Style & Design | ON: DESIGN

Classics anew for a year of blue

With the 2020 Pantone color of the year being Classic Blue, On: Design introduces a few blue-tinted modern classics.

by Mio Yamada

The beak of design

Originally designed in the late 1950s by Shinroku Tsuji of Shinroku-gama, a Kyo-yaki (Kyoto-style) pottery company, the peculiarly shaped earthenware Pelican Teapot started off as a curiosity to tea drinkers in Japan. Yet, despite breaking conventions in traditional teapot design, it gradually garnered itself a following and is still popular today.

Made for bancha (coarse-leaf green tea), its extra-wide perforated strainer prevents clogging, while the deep bill-like spout that gives it its Pelican name creates a clean dribble-free pour.

Third-generation makers Mika and Hirotomo Kyotani have now given the unusual teapot a contemporary update — fresh sky-blue and creamy glazes in place of earthy tones; large, Western-style back handles; and an accompanying collection of matching tableware, including a milk jug, cups with handles and a tall pitcher. Every piece is completely handmade — even the strainer perforations are hand-processed — to the same high standards of the original Pelican Teapot.

Mika, Tsuji’s granddaughter, laments the decline of ritual drink making, replaced by tea bags, instant powders and a glut of ready-made beverages in plastic bottles. She and her husband designed the new collection not just for green-tea drinkers, but to fit a modern lifestyle, with the hope it may inspire younger generations to take time out and enjoy the process of making a brew, whether it’s bancha, black tea or coffee.

This series is still in production, so keep an eye on the company website for release dates and prices.

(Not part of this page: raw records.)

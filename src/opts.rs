use std::fs::File;
use std::io::BufReader;
use std::path::{Path, PathBuf};
use std::time::Duration;

use serde::Deserialize;

use crate::audio::AudioFormat;
use crate::signal::{DEFAULT_RELEASE_SNR_DB, DEFAULT_TRIGGER_SNR_DB};
use crate::{Error, Result};

/// Options that control how the assistant listens, dispatches and compiles vocabularies.
///
/// This struct represents *library-level configuration*, not CLI flags directly.
/// The CLI is responsible for mapping user input (and an optional JSON profile) into this
/// type, and the result is passed explicitly into `AudioMic`, `Brain` and `Conversation`.
#[derive(Debug, Clone, Deserialize)]
#[serde(default)]
pub struct Opts {
    /// Wake word. Matched case-insensitively as a substring of passive transcripts.
    pub keyword: String,

    /// Language used to select the standard phrase set (e.g. `"en"`).
    pub language: String,

    /// Capture format for the whole session.
    pub audio: AudioFormat,

    /// Activity-detection tuning.
    pub listen: ListenOpts,

    /// Root directory holding one sub-directory per compiled vocabulary.
    pub vocabulary_dir: PathBuf,

    /// Replaces the embedded standard phrase list for `language`.
    pub standard_phrases_path: Option<PathBuf>,

    /// WAV played before a command is recorded. A synthesized high tone when unset.
    pub start_cue_path: Option<PathBuf>,

    /// WAV played after a command is recorded. A synthesized low tone when unset.
    pub stop_cue_path: Option<PathBuf>,

    /// Spoken instead of the start cue when set (e.g. "Yes?").
    pub active_reply: Option<String>,

    /// Spoken instead of the stop cue when set (e.g. "One moment.").
    pub active_response: Option<String>,
}

impl Default for Opts {
    fn default() -> Self {
        Self {
            keyword: "JASPER".to_owned(),
            language: "en".to_owned(),
            audio: AudioFormat::default(),
            listen: ListenOpts::default(),
            vocabulary_dir: PathBuf::from("vocabularies"),
            standard_phrases_path: None,
            start_cue_path: None,
            stop_cue_path: None,
            active_reply: None,
            active_response: None,
        }
    }
}

impl Opts {
    /// Load a JSON profile. Missing fields fall back to their defaults.
    pub fn from_path(path: &Path) -> Result<Self> {
        let file =
            File::open(path).map_err(|err| Error::io("failed to open configuration", path, err))?;
        let opts: Opts = serde_json::from_reader(BufReader::new(file))?;
        opts.validate()?;
        Ok(opts)
    }

    /// Check cross-field invariants that serde can't express.
    pub fn validate(&self) -> Result<()> {
        if self.keyword.trim().is_empty() {
            return Err(Error::config("keyword must not be empty"));
        }
        self.audio.validate()?;
        self.listen.validate()
    }
}

/// Tuning knobs for passive (keyword) and active (command) listening.
///
/// Frame counts are in device frames; SNR values are in dB over the noise floor.
#[derive(Debug, Clone, Deserialize)]
#[serde(default)]
pub struct ListenOpts {
    /// A single frame at or above this SNR starts a keyword candidate.
    pub trigger_snr_db: f32,

    /// A candidate whose trailing window is at or below this SNR is complete.
    pub release_snr_db: f32,

    /// A command recording whose trailing window is at or below this SNR is complete.
    pub silence_snr_db: f32,

    /// Rolling history length; also the background window used to recompute the floor.
    pub history_frames: usize,

    /// History frames prepended to a new candidate so the speech onset isn't clipped.
    pub onset_frames: usize,

    /// Candidates are only checked for release once they exceed this many frames.
    pub min_candidate_frames: usize,

    /// Hard cap on candidate length.
    pub max_candidate_frames: usize,

    /// Trailing frames scored when checking for candidate release.
    pub release_window_frames: usize,

    /// Silence window for command recording; the hard cap is twice this.
    pub active_timeout_secs: f32,

    /// Passive transcription worker threads.
    pub keyword_workers: usize,

    /// Consecutive device read errors tolerated before giving up.
    pub max_read_errors: usize,

    /// Sleep between checks while the conversation is suspended.
    pub suspend_poll_ms: u64,
}

impl Default for ListenOpts {
    fn default() -> Self {
        Self {
            trigger_snr_db: DEFAULT_TRIGGER_SNR_DB,
            release_snr_db: DEFAULT_RELEASE_SNR_DB,
            silence_snr_db: DEFAULT_RELEASE_SNR_DB,
            history_frames: 16,
            onset_frames: 10,
            min_candidate_frames: 20,
            max_candidate_frames: 60,
            release_window_frames: 10,
            active_timeout_secs: 3.0,
            keyword_workers: 2,
            max_read_errors: 50,
            suspend_poll_ms: 100,
        }
    }
}

impl ListenOpts {
    pub fn validate(&self) -> Result<()> {
        if self.history_frames == 0 {
            return Err(Error::config("history_frames must be at least 1"));
        }
        if self.onset_frames > self.history_frames {
            return Err(Error::config(format!(
                "onset_frames ({}) cannot exceed history_frames ({})",
                self.onset_frames, self.history_frames
            )));
        }
        if self.min_candidate_frames >= self.max_candidate_frames {
            return Err(Error::config(format!(
                "min_candidate_frames ({}) must be below max_candidate_frames ({})",
                self.min_candidate_frames, self.max_candidate_frames
            )));
        }
        if self.release_window_frames == 0 {
            return Err(Error::config("release_window_frames must be at least 1"));
        }
        if self.active_timeout_secs.is_nan() || self.active_timeout_secs <= 0.0 {
            return Err(Error::config("active_timeout_secs must be positive"));
        }
        if self.release_snr_db > self.trigger_snr_db {
            return Err(Error::config(
                "release_snr_db must not exceed trigger_snr_db",
            ));
        }
        Ok(())
    }

    pub fn active_timeout(&self) -> Duration {
        Duration::from_secs_f32(self.active_timeout_secs)
    }

    pub fn suspend_poll(&self) -> Duration {
        Duration::from_millis(self.suspend_poll_ms)
    }

    /// Worker count clamped to `[1, available CPUs]`.
    pub fn worker_count(&self) -> usize {
        self.keyword_workers.clamp(1, num_cpus::get().max(1))
    }
}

pelicankyoto.jp (Japanese and English)

© NOJYO
© NOJYO

Indigo blues

When Yoh Miyachi of Anova Design Inc. and Ryosuke Tanaka of furniture studio Kokkok joined forces to conceive Ao., a range of striking aizome indigo-dyed solid wood furniture and tableware, sustainability was at the forefront of their minds.

© NOJYO
© NOJYO

Minimalist in design, the Ao. collection is made from leftover timber and offcuts from furniture factories, or from felled trees of private property, which otherwise would be shredded into wood chips or discarded. The hinoki (cypress) bench-like tables are two-legged and clean-lined, while coordinating chairs are more complex, featuring contrasting hand-finished curves. They’re crafted by Tokyo artisans, and their rich but translucent hues of indigo purposely accentuate the natural patterning of wood grain, something that becomes the main feature of Ao.’s simplest forms, its cherry-wood plates and cedar serving board.

Custom-made to prevent waste of materials, it takes around two months to receive an order, and they don’t come cheap — from ¥16,500 for a serving board to ¥220,000 for a table, depending on custom preferences. But given the material sourcing process, handmade artisanship and natural indigo staining, buyers are ensured they’ll receive unique works. For the plates, which Ao. advises will vary in size, shape and hue, the makers even send preview photographs before confirming an order.

To see examples upclose, visit the Ao. popup event at Te to Ka Kanda Gallery (tetoka.jp) in Tokyo from May 26 to 31.

ao-design.tokyo (Japanese and English)

Food coloring

Blue has sometimes been classified as an appetite-suppressing color, but Haruna Soumei of Soumei Shikki-ten is set on proving that wrong. Her Kyutarou Blue series for the lacquerware company’s Echizen Sikki Qtaro online store essentially envelopes an entire range of wooden tableware in vibrant blues, inspired by the traditional Japanese color hana-asagi. Hana-asagi is itself interesting, with “asagi” meaning “Japanese leek” and referring to the turquoise tinge of leek leaves and the prefix of “hana” (“flower”) added for a darker hue resembling that of dayflowers, which, incidentally, are also edible.

The items are simple in design — rounded cups, circular plates, oval lunch boxes, square place mats and coasters — but it’s the blue coloring, completely covering some items and used as bold trimming in others, that make them stand out. Although urethane for durability and food-safety reasons, the coloring is applied by lacquerware artisans, using the same traditional techniques for everyday tableware for a semi-transparent finish designed to bring out the natural wood-grain patterns.

When the first Kyutarou Blue Standard series was launched on the crowdfunding site Makuake last spring, it reached its funding target in only three days, proving popular enough for Echizen Sikki Qtaro to release a complementing Kyutarou Blue Sou “refreshing” series in cerulean. Prices range from ¥1,430 for a blue-rimmed coaster to ¥5,500 for a blue-lidded lunch box, with dining sets available at ¥16,929.